## What is being asked
Using the listing below, set down each line from the line containing "filename crates/toroid-core/src/lib.rs" through the line containing "session and step", both ends included, exactly and with nothing added.

## Available records
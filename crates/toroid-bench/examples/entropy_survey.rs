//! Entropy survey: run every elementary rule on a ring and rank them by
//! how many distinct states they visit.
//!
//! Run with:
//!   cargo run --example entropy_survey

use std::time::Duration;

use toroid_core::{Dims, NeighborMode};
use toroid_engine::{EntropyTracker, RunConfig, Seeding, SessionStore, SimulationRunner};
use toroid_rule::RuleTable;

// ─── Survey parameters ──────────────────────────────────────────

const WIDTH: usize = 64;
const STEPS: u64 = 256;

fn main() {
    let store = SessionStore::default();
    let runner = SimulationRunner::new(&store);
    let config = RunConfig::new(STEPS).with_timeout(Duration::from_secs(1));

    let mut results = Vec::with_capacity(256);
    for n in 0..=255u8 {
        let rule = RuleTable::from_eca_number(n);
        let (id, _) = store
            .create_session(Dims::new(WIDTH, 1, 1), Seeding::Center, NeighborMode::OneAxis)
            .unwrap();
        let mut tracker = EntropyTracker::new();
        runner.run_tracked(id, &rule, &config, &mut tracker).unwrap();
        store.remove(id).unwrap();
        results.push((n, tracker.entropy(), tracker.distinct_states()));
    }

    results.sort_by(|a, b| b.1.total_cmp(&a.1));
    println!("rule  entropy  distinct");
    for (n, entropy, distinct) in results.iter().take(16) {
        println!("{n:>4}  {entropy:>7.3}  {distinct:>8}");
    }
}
...
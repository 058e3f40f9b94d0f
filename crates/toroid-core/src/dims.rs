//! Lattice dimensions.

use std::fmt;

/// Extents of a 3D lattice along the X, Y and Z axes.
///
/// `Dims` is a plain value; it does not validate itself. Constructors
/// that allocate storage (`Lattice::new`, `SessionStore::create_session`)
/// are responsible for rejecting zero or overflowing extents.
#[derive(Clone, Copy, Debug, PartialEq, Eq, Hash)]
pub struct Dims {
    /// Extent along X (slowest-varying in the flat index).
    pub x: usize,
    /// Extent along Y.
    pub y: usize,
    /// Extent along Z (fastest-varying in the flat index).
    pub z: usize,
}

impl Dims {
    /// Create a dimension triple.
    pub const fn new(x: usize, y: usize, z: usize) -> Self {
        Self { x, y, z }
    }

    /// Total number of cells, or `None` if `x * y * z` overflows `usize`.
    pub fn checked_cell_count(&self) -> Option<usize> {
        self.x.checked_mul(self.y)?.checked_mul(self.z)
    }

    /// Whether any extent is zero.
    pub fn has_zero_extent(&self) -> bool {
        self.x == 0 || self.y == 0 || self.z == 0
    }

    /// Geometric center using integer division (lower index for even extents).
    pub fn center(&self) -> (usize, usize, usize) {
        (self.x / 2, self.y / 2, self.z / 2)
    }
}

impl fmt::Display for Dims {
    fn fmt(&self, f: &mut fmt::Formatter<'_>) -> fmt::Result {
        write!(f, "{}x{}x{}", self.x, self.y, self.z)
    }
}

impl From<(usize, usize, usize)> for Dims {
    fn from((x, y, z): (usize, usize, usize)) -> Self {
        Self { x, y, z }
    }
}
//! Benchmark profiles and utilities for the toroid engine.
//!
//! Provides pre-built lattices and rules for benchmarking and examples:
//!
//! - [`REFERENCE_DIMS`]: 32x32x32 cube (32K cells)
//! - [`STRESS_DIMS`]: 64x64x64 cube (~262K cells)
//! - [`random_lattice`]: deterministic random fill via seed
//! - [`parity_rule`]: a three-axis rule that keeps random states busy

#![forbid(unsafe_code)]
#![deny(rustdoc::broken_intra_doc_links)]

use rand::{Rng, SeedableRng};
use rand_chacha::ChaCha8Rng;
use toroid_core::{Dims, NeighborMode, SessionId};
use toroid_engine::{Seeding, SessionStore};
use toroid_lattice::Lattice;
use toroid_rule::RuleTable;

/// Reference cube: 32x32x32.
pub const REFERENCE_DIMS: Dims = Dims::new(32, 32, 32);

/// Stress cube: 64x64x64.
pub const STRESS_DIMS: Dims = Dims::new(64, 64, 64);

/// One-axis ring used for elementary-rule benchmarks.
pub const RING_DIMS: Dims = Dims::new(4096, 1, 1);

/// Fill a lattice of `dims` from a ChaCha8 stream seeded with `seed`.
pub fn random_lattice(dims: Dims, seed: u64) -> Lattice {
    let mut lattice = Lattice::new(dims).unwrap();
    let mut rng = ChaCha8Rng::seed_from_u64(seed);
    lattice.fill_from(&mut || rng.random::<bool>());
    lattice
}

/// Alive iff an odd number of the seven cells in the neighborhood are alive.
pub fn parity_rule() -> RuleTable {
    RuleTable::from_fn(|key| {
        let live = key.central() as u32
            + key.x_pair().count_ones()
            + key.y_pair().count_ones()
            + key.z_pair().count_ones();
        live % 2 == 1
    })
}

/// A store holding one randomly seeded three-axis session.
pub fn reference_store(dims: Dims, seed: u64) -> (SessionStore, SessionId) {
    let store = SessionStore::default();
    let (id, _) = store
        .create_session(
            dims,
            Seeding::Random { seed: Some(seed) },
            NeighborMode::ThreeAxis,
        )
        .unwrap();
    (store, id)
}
---
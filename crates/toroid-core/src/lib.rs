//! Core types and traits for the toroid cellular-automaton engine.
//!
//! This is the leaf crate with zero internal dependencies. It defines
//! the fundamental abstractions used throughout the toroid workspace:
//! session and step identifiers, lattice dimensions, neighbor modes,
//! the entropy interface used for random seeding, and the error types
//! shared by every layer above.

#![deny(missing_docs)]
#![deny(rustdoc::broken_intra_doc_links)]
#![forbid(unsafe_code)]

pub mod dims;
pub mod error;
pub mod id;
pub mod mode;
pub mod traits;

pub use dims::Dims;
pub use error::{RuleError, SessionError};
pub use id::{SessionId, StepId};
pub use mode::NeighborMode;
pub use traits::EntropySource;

## Task response
filename crates/toroid-core/src/lib.rs
//! Core types and traits for the toroid cellular-automaton engine.
//!
//! This is the leaf crate with zero internal dependencies. It defines
//! the fundamental abstractions used throughout the toroid workspace:
//! session and step identifiers, lattice dimensions, neighbor modes,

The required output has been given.